Die Merck-Aktie profitierte von der Ankündigung. Das Papier gewann zeitweise 1,8 Prozent auf 88,52 Euro.
Erneuter Erfolg
Erst Anfang des Monats hatte ein Beraterausschuss der Europäischen Arzneimittelbehörde EMEA hat Erbitux für eine weitere Zulassung empfohlen. Das Mittel soll nun auch zur Erstbehandlung von Darmkrebs-Patienten mit fortgeschrittenen Tumoren des sogenannten Kras-Wildtyps eingesetzt werden.
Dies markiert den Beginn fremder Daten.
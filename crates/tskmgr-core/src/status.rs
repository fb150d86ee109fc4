//! Status enums for Runs and Tasks, and the task priority classes.

use serde::{Deserialize, Serialize};
use std::fmt;

/// Status of a Run.
#[derive(Debug, Clone, Copy, Default, PartialEq, Eq, Hash, Serialize, Deserialize)]
#[serde(rename_all = "SCREAMING_SNAKE_CASE")]
pub enum RunStatus {
    /// Run created, no task started yet.
    #[default]
    Created,
    /// At least one task has started.
    Started,
    /// Closed, every task terminal and none failed.
    Completed,
    /// A task failed or the run was failed explicitly.
    Failed,
    /// Aborted by a client.
    Aborted,
}

impl RunStatus {
    /// Returns true if the run is in a terminal state.
    pub fn is_terminal(&self) -> bool {
        matches!(self, Self::Completed | Self::Failed | Self::Aborted)
    }

    /// Returns true if the run is still active (not terminal).
    pub fn is_active(&self) -> bool {
        !self.is_terminal()
    }

    /// Wire spelling, also used in error reasons.
    pub fn as_str(&self) -> &'static str {
        match self {
            Self::Created => "CREATED",
            Self::Started => "STARTED",
            Self::Completed => "COMPLETED",
            Self::Failed => "FAILED",
            Self::Aborted => "ABORTED",
        }
    }
}

impl fmt::Display for RunStatus {
    fn fmt(&self, f: &mut fmt::Formatter<'_>) -> fmt::Result {
        f.write_str(self.as_str())
    }
}

/// Status of a Task.
#[derive(Debug, Clone, Copy, Default, PartialEq, Eq, Hash, Serialize, Deserialize)]
#[serde(rename_all = "SCREAMING_SNAKE_CASE")]
pub enum TaskStatus {
    /// Created, waiting for a runner.
    #[default]
    Pending,
    /// Claimed by a runner.
    Running,
    /// Finished successfully.
    Completed,
    /// Finished with a failure.
    Failed,
}

impl TaskStatus {
    /// Returns true if the task is in a terminal state.
    pub fn is_terminal(&self) -> bool {
        matches!(self, Self::Completed | Self::Failed)
    }

    /// Wire spelling, also used in error reasons.
    pub fn as_str(&self) -> &'static str {
        match self {
            Self::Pending => "PENDING",
            Self::Running => "RUNNING",
            Self::Completed => "COMPLETED",
            Self::Failed => "FAILED",
        }
    }
}

impl fmt::Display for TaskStatus {
    fn fmt(&self, f: &mut fmt::Formatter<'_>) -> fmt::Result {
        f.write_str(self.as_str())
    }
}

/// Ordering class of a task, based on its expected duration.
#[derive(Debug, Clone, Copy, Default, PartialEq, Eq, Hash, Serialize, Deserialize)]
#[serde(rename_all = "SCREAMING_SNAKE_CASE")]
pub enum TaskPriority {
    /// Longest expected duration first.
    #[default]
    Longest,
    /// Shortest expected duration first.
    Shortest,
}

impl TaskPriority {
    /// Position used when a run's prioritization does not list this class.
    pub(crate) fn fallback_rank(&self) -> usize {
        match self {
            Self::Longest => 0,
            Self::Shortest => 1,
        }
    }
}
Unter dieser Bezeichnung werden Tumore verstanden, die ein bestimmtes Genprofil aufweisen. Dieses kommt bei bis zu 65 Prozent der Darmkrebs-Patienten vor. Die EU-Kommission folgt üblicherweise bei ihrer Zulassungsentscheidung der Empfehlung des EMEA-Komitees.
Im vergangenen Jahr setzte Merck 470 Millionen Euro mit Erbitux um. Im ersten Quartal lagen die Erlöse bereits bei 145 Millionen Euro und damit ein Drittel über dem Vorjahresniveau. Merck selbst strebt im Gesamtjahr 600 Millionen an.